Sur une petite voie de campagne, une voiture chemine, portant deux hommes, allègres, vers les vacances. Mais voilà un carrefour : le chauffeur s'arrête et se gratte la tête. "Hum.. je crois que c'est par là qu'il faut aller". Il s'apprête à reprendre la route, mais l'autre l'en empêche: "Non, pas par là, si je ne me trompe pas, cela nous conduira à un territoire ampli de végétations rases et de brumes. C'est assez dangereux, ai-je entendu dire, parce qu'il y a une falaise, au bout, que l'on ne voit pas toujours!". Le chauffeur réfléchit un instant et prend sa décision : "Non, non, je crois bien que c'est par là. Détends-toi, tu verras, on apercevra vite le soleil, le ciel, les oiseaux et la mer!".

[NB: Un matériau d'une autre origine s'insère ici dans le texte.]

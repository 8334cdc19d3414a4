use axum::{
    Extension, Json,
    extract::{Path, State},
    http::StatusCode,
    response::IntoResponse,
};
use chrono::Utc;
use uuid::Uuid;

use skillswap_booking::{Actor, NewSession};
use skillswap_types::api::{Claims, CreateSessionRequest, RescheduleSessionRequest};

use crate::auth::AppState;
use crate::error::ApiError;

pub async fn create_session(
    State(state): State<AppState>,
    Extension(claims): Extension<Claims>,
    Json(req): Json<CreateSessionRequest>,
) -> Result<impl IntoResponse, ApiError> {
    let request = NewSession {
        teacher_id: req.teacher_id,
        skill_id: req.skill_id,
        scheduled_start: req.scheduled_start,
        scheduled_end: req.scheduled_end,
        credits_per_hour: req.credits_per_hour,
    };

    // The teacher must exist before anyone books them
    let db = state.db.clone();
    let teacher = req.teacher_id.to_string();
    let known = state
        .booking
        .blocking(move || Ok(db.get_user_by_id(&teacher)?.is_some()))
        .await?;
    if !known {
        return Err(ApiError::not_found(format!("user {}", req.teacher_id)));
    }

    let session = state
        .booking
        .create_session(claims.sub, request, Utc::now())
        .await?;

    Ok((StatusCode::CREATED, Json(session)))
}

pub async fn list_sessions(
    State(state): State<AppState>,
    Extension(claims): Extension<Claims>,
) -> Result<impl IntoResponse, ApiError> {
    let sessions = state.booking.list_sessions(claims.sub).await?;
    Ok(Json(sessions))
}

pub async fn get_session(
    State(state): State<AppState>,
    Extension(claims): Extension<Claims>,
    Path(session_id): Path<Uuid>,
) -> Result<impl IntoResponse, ApiError> {
    let session = state.booking.get_session(claims.sub, session_id).await?;
    Ok(Json(session))
}

pub async fn confirm_session(
    State(state): State<AppState>,
    Extension(claims): Extension<Claims>,
    Path(session_id): Path<Uuid>,
) -> Result<impl IntoResponse, ApiError> {
    let session = state
        .booking
        .confirm_session(claims.sub, session_id, Utc::now())
        .await?;
    Ok(Json(session))
}

pub async fn cancel_session(
    State(state): State<AppState>,
    Extension(claims): Extension<Claims>,
    Path(session_id): Path<Uuid>,
) -> Result<impl IntoResponse, ApiError> {
    let session = state
        .booking
        .cancel_session(Actor::User(claims.sub), session_id, Utc::now())
        .await?;
    Ok(Json(session))
}

pub async fn complete_session(
    State(state): State<AppState>,
    Extension(claims): Extension<Claims>,
    Path(session_id): Path<Uuid>,
) -> Result<impl IntoResponse, ApiError> {
    let session = state
        .booking
        .complete_session(Actor::User(claims.sub), session_id, Utc::now())
        .await?;
    Ok(Json(session))
}

pub async fn reschedule_session(
    State(state): State<AppState>,
    Extension(claims): Extension<Claims>,
    Path(session_id): Path<Uuid>,
    Json(req): Json<RescheduleSessionRequest>,
) -> Result<impl IntoResponse, ApiError> {
    let session = state
        .booking
        .reschedule_session(
            claims.sub,
            session_id,
            req.scheduled_start,
            req.scheduled_end,
            Utc::now(),
        )
        .await?;
    Ok(Json(session))
}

Ils reprennent donc route. Plus ils s'avancent, plus le ciel se couvre, la végétation se rabougrit et une brume légère se lève. Le passager le fait alors remarquer à son camarde : "Vois tout cela! On a du se tromper, il faut revenir par l'autre côté!" Mais le chauffeur ne l'entend pas ainsi : "Allons, allons, mon ami! On ne refait pas l'histoire! On a choisi ce chemin, on a choisi ce chemin!" L'autre reste pensif un moment : "oui, tu as raison, je ne sais pas ce qui m'a pris". Ils continuent donc leur route. Le brouillard se fait plus épais à chaque tournant - au point de masquer complètement le dernier. La voiture continue tout droit et chute dans la falaise.
On ne refait peut-être pas l'histoire; mais, parfois, nous sommes refaits par elle.
Ce matin du 7 janvier 2010, Philippe Seguin est mort. Cela nous vaut de redécouvrir le personnage et d'entendre un éloge vibrant de tous côtés. Vivant, pourtant, il fut, avant de devenir président de la Cour des Comptes, régulièrement critiqué et ringardisé pour ses prises de positions tout à fait contraires à l'air du temps - défendu par les mêmes média. Mais cela ne doit pas nous étonner : déjà, les mêmes encensaient Claude Lévy Strauss sans bien remarquer que celui-ci avait combattu tout ce qu'ils représentaient. On encense désormais les hommes pour ne plus avoir à s'intéresser à leur pensée (sait-on encore vraiment le faire?) - et cela n'augure rien de bon pour Camus bientôt panthéonisé.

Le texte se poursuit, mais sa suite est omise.